Diğer Beğenebileceğin Yazılar
Diyetisyen
Süratli Kilo Verme
‘Nasıl süratli kilo verebilirim?’ ‘hızlı kilo verme yöntemleri’ ‘hızlı kilo verdiren tarifler’.. bahis kilo verme olunca arama motorlarını …
Yayınlanan
3 sene önceüzerinde
Haziran 30, 2022Tarafından
Doktor Makaleleri‘Nasıl süratli kilo verebilirim?’ ‘hızlı kilo verme yöntemleri’ ‘hızlı kilo verdiren tarifler’.. bahis kilo verme olunca arama motorlarını tahminen de en çok meşgul eden başlıklar! Fazla kilolarından şikayetçi birden fazla birey süratlice kilo vermek ve istediği fit bedene ulaşmak için sağlıklı yahut sıhhatsiz birden fazla sistemi deniyor.
Pekala siz bu formüllerle ilgili neler biliyorsunuz? Hangileri sağlıklı? Hangi süratte kilo vermeliyiz? Dikkat edilmesi gereken noktalar neler?
Süratli kilo verme ile ilgili tüm merak edilenler uzman gözüyle bu yazıda!
Nasıl Süratli Kilo Verilir?
Kilo vermek temelde çok kolay bir mantığa dayanır. Günlük almamız gereken ve harcadığımız kalori ölçüsünden daha az kalori alırsak ‘kalori açığı’ dediğimiz durum oluşur ve kilo kaybı gerçekleşir. Bu kalori açığı denen durumu oluşturmanın pek çok yolu vardır. Kimilerimiz bunun için kendilerini saatlerce aç bırakır, kimilerimiz besin öğelerinden yoksul çok düşük kalorili yiyecek ve içeceklerle beslenir. Süratli kilo verme vaat eden birden fazla diyet programı ve endüstriyel eserler de bunun temeline dayanır.
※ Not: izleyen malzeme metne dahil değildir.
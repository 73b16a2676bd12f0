//! In-process coordinate index for radius and bounding-box queries.
//!
//! Leaf dependency of ranking: a bounding-box prefilter followed by an exact
//! haversine check. Results are ordered by distance then id so callers get
//! deterministic output.

use std::collections::HashMap;
use std::sync::RwLock;

use crate::common::{BoundingBox, GeoPoint, ServiceId};

/// Thread-safe map from service id to its coordinates.
pub struct GeoIndex {
    points: RwLock<HashMap<ServiceId, GeoPoint>>,
}

impl GeoIndex {
    pub fn new() -> Self {
        Self {
            points: RwLock::new(HashMap::new()),
        }
    }

    pub fn upsert(&self, id: ServiceId, point: GeoPoint) {
        self.points.write().unwrap().insert(id, point);
    }

    pub fn remove(&self, id: ServiceId) {
        self.points.write().unwrap().remove(&id);
    }

    pub fn len(&self) -> usize {
        self.points.read().unwrap().len()
    }

    pub fn is_empty(&self) -> bool {
        self.len() == 0
    }

    /// Ids within `radius_km` of `center`, with distances, ordered by
    /// distance then id.
    pub fn within_radius(&self, center: &GeoPoint, radius_km: f64) -> Vec<(ServiceId, f64)> {
        let bbox = BoundingBox::around(center, radius_km);
        let points = self.points.read().unwrap();

        let mut hits: Vec<(ServiceId, f64)> = points
            .iter()
            .filter(|(_, point)| bbox.contains(point))
            .filter_map(|(id, point)| {
                let distance = center.distance_km(point);
                (distance <= radius_km).then_some((*id, distance))
            })
            .collect();

        hits.sort_by(|a, b| a.1.total_cmp(&b.1).then_with(|| a.0.cmp(&b.0)));
        hits
    }

    /// Ids inside the box, ordered by id.
    pub fn within_bbox(&self, bbox: &BoundingBox) -> Vec<ServiceId> {
        let points = self.points.read().unwrap();
        let mut hits: Vec<ServiceId> = points
            .iter()
            .filter(|(_, point)| bbox.contains(point))
            .map(|(id, _)| *id)
            .collect();
        hits.sort();
        hits
    }
}

impl Default for GeoIndex {
    fn default() -> Self {
        Self::new()
    }
}

#[cfg(test)]
mod tests {
    use super::*;

    #[test]
    fn test_radius_query_excludes_far_points() {
        let index = GeoIndex::new();
        let center = GeoPoint::new(40.0, -74.0).unwrap();

        let near = ServiceId::new();
        let far = ServiceId::new();
        // ~2 km north and ~8 km north of center
        index.upsert(near, GeoPoint::new(40.018, -74.0).unwrap());
        index.upsert(far, GeoPoint::new(40.072, -74.0).unwrap());

        let hits = index.within_radius(&center, 5.0);
        assert_eq!(hits.len(), 1);
        assert_eq!(hits[0].0, near);
        assert!(hits[0].1 < 5.0);
    }

    #[test]
    fn test_radius_results_ordered_by_distance() {
        let index = GeoIndex::new();
        let center = GeoPoint::new(44.98, -93.27).unwrap();

        let a = ServiceId::new();
        let b = ServiceId::new();
        index.upsert(a, GeoPoint::new(44.99, -93.27).unwrap());
        index.upsert(b, GeoPoint::new(44.981, -93.27).unwrap());

        let hits = index.within_radius(&center, 10.0);
        assert_eq!(hits.len(), 2);
        assert!(hits[0].1 <= hits[1].1);
        assert_eq!(hits[0].0, b);
    }

    #[test]
    fn test_upsert_moves_a_point() {
        let index = GeoIndex::new();
        let center = GeoPoint::new(40.0, -74.0).unwrap();
        let id = ServiceId::new();

        index.upsert(id, GeoPoint::new(41.0, -74.0).unwrap());
        assert!(index.within_radius(&center, 5.0).is_empty());

        index.upsert(id, GeoPoint::new(40.01, -74.0).unwrap());
        assert_eq!(index.within_radius(&center, 5.0).len(), 1);
    }
}
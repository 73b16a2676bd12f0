//! Tracing setup for binaries and integration tests.

use tracing_subscriber::EnvFilter;

/// Initialize the global subscriber. Safe to call more than once; later
/// calls are no-ops.
pub fn init() {
    let filter = EnvFilter::try_from_default_env().unwrap_or_else(|_| EnvFilter::new("info"));
    let _ = tracing_subscriber::fmt().with_env_filter(filter).try_init();
}
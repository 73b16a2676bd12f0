// Community Service Atlas - Lifecycle & Discovery Engine
//
// This crate owns the lifecycle of a community-service listing (draft review,
// publication, suspension), the real-time capacity/status state machine, the
// pluggable search strategies, and notification fan-out to subscribers.
// Transport (HTTP/RPC), identity, and delivery retry policies live outside.

pub mod common;
pub mod config;
pub mod domains;
pub mod kernel;

pub use config::*;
Süratli Kilo Vermek Sağlıklı mı?
Kilo verme emeli olan bir bireyin dikkat etmesi gereken nokta; kilo verme suratı değil, verilen kilonun ne kadar sağlıklı ve kalıcı olduğu olmalıdır.
Süratli kilo verme uğruna kendimizi aç bırakmak ve öğünleri shake üzere eserlerle geçiştirmek; bizlere birinci etapta süratlice kilo verdirse de verilen kilo mutlaka sağlıklı olmaz. Zira süratli kilo vermek için fazla kalori açığı oluşturulan programlar; lif,vitamin,mineral üzere besin öğelerini kâfi ölçüde içermez ve bedenimizin işleyişi için gereksinimimiz olan protein, karbonhidrat, yağ istikrarını sağlayamazlar.
Sağlıklı kilo vermenin en değerli noktalarından biri; yağ ve kas istikrarının korunmasıdır. Süratli kilo vermek için yapılan şok diyetler yağ oranını düşürmekten fazla önemli oranda kas kaybına sebep olur. Bu da bireyin kilo verse bile sağlıklı beden bileşiminde olmaması demektir.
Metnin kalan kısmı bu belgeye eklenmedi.